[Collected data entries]
-=-=-

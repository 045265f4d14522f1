pub mod config;
mod error;
mod http_layers;
pub mod server;
mod songs;
pub mod state;

pub use config::ServerConfig;
pub use error::ApiError;
pub use http_layers::*;
pub use server::{make_app, run_server};
use axum::extract::FromRef;

use crate::enrichment::SongDetailsProvider;
use crate::song_store::SongStore;
use std::sync::Arc;
use std::time::Instant;

use super::ServerConfig;

pub type GuardedSongStore = Arc<dyn SongStore>;
pub type GuardedDetailsProvider = Arc<dyn SongDetailsProvider>;

#[derive(Clone)]
pub struct ServerState {
    pub config: ServerConfig,
    pub start_time: Instant,
    pub song_store: GuardedSongStore,
    pub details_provider: GuardedDetailsProvider,
    pub hash: String,
}

impl ServerState {
    pub fn new(
        config: ServerConfig,
        song_store: GuardedSongStore,
        details_provider: GuardedDetailsProvider,
    ) -> ServerState {
        ServerState {
            config,
            start_time: Instant::now(),
            song_store,
            details_provider,
            hash: env!("GIT_HASH").to_owned(),
        }
    }
}

impl FromRef<ServerState> for GuardedSongStore {
    fn from_ref(input: &ServerState) -> Self {
        input.song_store.clone()
    }
}

impl FromRef<ServerState> for GuardedDetailsProvider {
    fn from_ref(input: &ServerState) -> Self {
        input.details_provider.clone()
    }
}

impl FromRef<ServerState> for ServerConfig {
    fn from_ref(input: &ServerState) -> Self {
        input.config.clone()
    }
}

-=-=-

Restate the data exactly, keeping every line intact.

*Written answer*.
repository 045265f4d14522f1
pub mod config;
mod error;
mod http_layers;
pub mod server;
mod songs;
pub mod state;

pub use config::ServerConfig;
pub use error::ApiError;
pub use http_layers::*;
pub use server::{make_app, run_server};
use axum::extract::FromRef;

use crate::enrichment::SongDetailsProvider;
use crate::song_store::SongStore;
use std::sync::Arc;
use std::time::Instant;

use super::ServerConfig;

pub type GuardedSongStore = Arc<dyn SongStore>;
pub type GuardedDetailsProvider = Arc<dyn SongDetailsProvider>;

#[derive(Clone)]
pub struct ServerState {
    pub config: ServerConfig,
    pub start_time: Instant,
    pub song_store: GuardedSongStore,
    pub details_provider: GuardedDetailsProvider,
    pub hash: String,
}

impl ServerState {
    pub fn new(
        config: ServerConfig,
        song_store: GuardedSongStore,
        details_provider: GuardedDetailsProvider,
    ) -> ServerState {
        ServerState {
            config,
            start_time: Instant::now(),
            song_store,
            details_provider,
            hash: env!("GIT_HASH").to_owned(),
        }
    }
}

impl FromRef<ServerState> for GuardedSongStore {
    fn from_ref(input: &ServerState) -> Self {
        input.song_store.clone()
    }
}

impl FromRef<ServerState> for GuardedDetailsProvider {
    fn from_ref(input: &ServerState) -> Self {
        input.details_provider.clone()
    }
}

impl FromRef<ServerState> for ServerConfig {
    fn from_ref(input: &ServerState) -> Self {
        input.config.clone()
    }
}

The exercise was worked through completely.